Oh it was amazing. I was just studying and remembering everything that I studied, just sort of going and going like a machine. I've never studied that well so I was impressed with myself at the time. [Interview [3]]

By the time I get to the weekend I am pretty tired and I've got to make the most of the time that I have with my friends a lot of the time. I make the most of going out and dancing so I don't get tired because I enjoy that part of my life so much. Energy [party] pills give me the opportunity to make the most of it for as long as I can. [Interview [19]]

Many users reported that BZP-party pills made them feel confident and relaxed in social situations, and thus the products facilitated social interactions. As a result, existing friendships were strengthened and new alliances were sometimes formed:

With party pills, um, I want to talk a lot, you've probably heard that before. And we don't want to dance, we just sit down and talk for hours and really enjoy, really get into it and share our deepest and darkest secrets and it's great. [Interview [12]]

Several young people spoke about the nature of the 'high' when considering positive effects of BZP-party pill use. They described the "buzz" experienced during the 'peak' of the drug-taking occasion, alongside a range of sensory and mind altering effects. A number of young women also identified weight loss as a positive outcome of use. Some were using party pills specifically as a weight loss device, whilst others reported this as an added 'bonus' when socialising:

Me and [name of friend]have got the same figure and stuff. We have little podgy bits around here so we get the permanent creases. But after party pills you're all sunken in and you don't have those. It makes you so much more confident. [Interview [25]]

Such accounts of positive effects are in keeping with the experiences of users of other substances, particularly ecstasy [15, 16].

Adverse/negative effects

A wide range of adverse or negative effects of BZP-party pills were self-identified by respondents, although it should be noted that it is reasonably difficult to attribute many of these to BZP-party pills alone. A combination of BZP-party pill consumption, concurrent use of alcohol and other substances, extended periods of exertion, lack of sleep, and dehydration may all contribute to these negative effects.

The adverse effects identified by the study participants can be divided into two categories: immediate effects (i.e. those that were experienced whilst intoxicated) and after-effects (experienced once the effects of the drugs had worn off, commonly referred to as the 'comedown' period).

Immediate effects (effects while intoxicated)

The negative immediate effects of the substances, as described by respondents, were predominantly physical.

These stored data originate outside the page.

impl Exchange {
    pub(crate) fn new(role: Role, limits: Arc<HttpLimits>, service: Arc<Service>) -> Self {
        Self {
            rx: Rx::new(role),
            tx: Tx::new(),
            role,
            limits,
            service,
            queues: Vec::new(),
            stages: Vec::new(),
            handler: Arc::new(stage::SinkHandler),
            ring: VecDeque::new(),
            built: false,
            started: false,
            rx_head: 0,
            readq: 0,
            writeq: 0,
            connq: 0,
            currentq: 0,
            out: BytesMut::new(),
            pending_error: None,
            retired: false,
        }
    }

    #[inline]
    pub fn queue(&self, q: QueueId) -> &Queue {
        &self.queues[q]
    }

    #[inline]
    pub fn queue_mut(&mut self, q: QueueId) -> &mut Queue {
        &mut self.queues[q]
    }

    #[inline]
    fn stage_of(&self, q: QueueId) -> Arc<dyn Stage> {
        self.stages[self.queues[q].stage].clone()
    }
}

// Pipeline construction

impl Exchange {
    /// Build the two queue chains through the selected stages. Called
    /// exactly once per request: at PARSED on the server side, at connect
    /// on the client side.
    pub(crate) fn build_pipeline(&mut self, handler: Arc<dyn Handler>) {
        debug_assert!(!self.built);
        self.handler = handler;

        let chunk: Arc<dyn Stage> = Arc::new(ChunkFilter);
        let range: Arc<dyn Stage> = Arc::new(RangeFilter);
        let connector: Arc<dyn Stage> = Arc::new(NetConnector);
        let handler_stage: Arc<dyn Stage> = Arc::new(HandlerStage {
            handler: self.handler.clone(),
        });

        self.stages = vec![chunk, range, handler_stage, connector];
        let (chunk_s, range_s, handler_s, connector_s) = (0, 1, 2, 3);

        // Incoming: network -> chunk -> range -> handler
        let incoming = self.link_chain(Dir::Incoming, &[chunk_s, range_s, handler_s]);
        self.rx_head = incoming[0];
        self.readq = *incoming.last().expect("incoming chain");

        // Outgoing: handler -> range -> chunk -> connector. The range
        // filter slices the entity before the chunk filter frames it.
        let outgoing = self.link_chain(Dir::Outgoing, &[handler_s, range_s, chunk_s, connector_s]);
        self.writeq = outgoing[0];
        self.connq = *outgoing.last().expect("outgoing chain");

        self.built = true;

        for q in incoming.into_iter().chain(outgoing) {
            self.open_queue(q);
        }
    }

    fn link_chain(&mut self, dir: Dir, stages: &[usize]) -> Vec<QueueId> {
        let base = self.queues.len();
        let ids: Vec<QueueId> = (base..base + stages.len()).collect();

        for (i, &stage) in stages.iter().enumerate() {
            let name = self.stages[stage].name();
            let mut q = Queue::new(name, stage, dir, self.limits.buffer_size);
            q.next = if i + 1 < stages.len() { ids[i + 1] } else { ids[i] };
            q.prev = if i > 0 { ids[i - 1] } else { ids[i] };
            self.queues.push(q);
        }
        ids
    }

    fn open_queue(&mut self, q: QueueId) {
        if let Some(chunk_size) = self.tx.chunk_size {
            let queue = self.queue_mut(q);
            queue.packet_size = queue.packet_size.min(chunk_size);
        }
        self.queue_mut(q).opened = true;
        self.stage_of(q).open(self, q);
    }

    /// Run every stage's start slot, the handler last.
    pub(crate) fn start_pipeline(&mut self) {
        if self.started || !self.built {
            return;
        }
        self.started = true;
        self.tx.started = true;

        let order: Vec<QueueId> = (0..self.queues.len())
            .filter(|&q| self.queue(q).stage != self.handler_stage_index())
            .chain(
                (0..self.queues.len()).filter(|&q| self.queue(q).stage == self.handler_stage_index()),
            )
            .collect();
        for q in order {
            self.stage_of(q).start(self, q);
        }
    }

    #[inline]
    fn handler_stage_index(&self) -> usize {
        2
    }

    /// Run every stage's close slot and drop the chains.
    pub(crate) fn destroy_pipeline(&mut self) {
        if !self.built {
            return;
        }
        for q in 0..self.queues.len() {
            if self.queue(q).opened {
                self.queue_mut(q).opened = false;
                self.stage_of(q).close(self, q);
            }
        }
        for q in self.queues.iter_mut() {
            q.packets.clear();
            q.count = 0;
            q.scheduled = false;
        }
        self.ring.clear();
        self.built = false;
    }
}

Those most commonly cited included: headaches, vomiting and nausea, dehydration/inability to quench thirst, racing heart, sore or shaking body, loss of appetite, trembling mouth or jaw, and an inability to urinate. Others mentioned less often included impaired sexual performance, dizziness, sore eyes, stomach pains, teeth grinding, increased rates of smoking, and bleeding nose (from snorting). Most young people interviewed reported that they had experienced a number (but not all) of these immediate adverse effects:

Cos my jaw goes absolutely mental. It screws up. It clicks every time I move it. Everybody always comments on my mouth. [Interview [5]]

The fact that you can't urinate. I don't know about anybody else, but I can't go to the bathroom. [Interview [6]]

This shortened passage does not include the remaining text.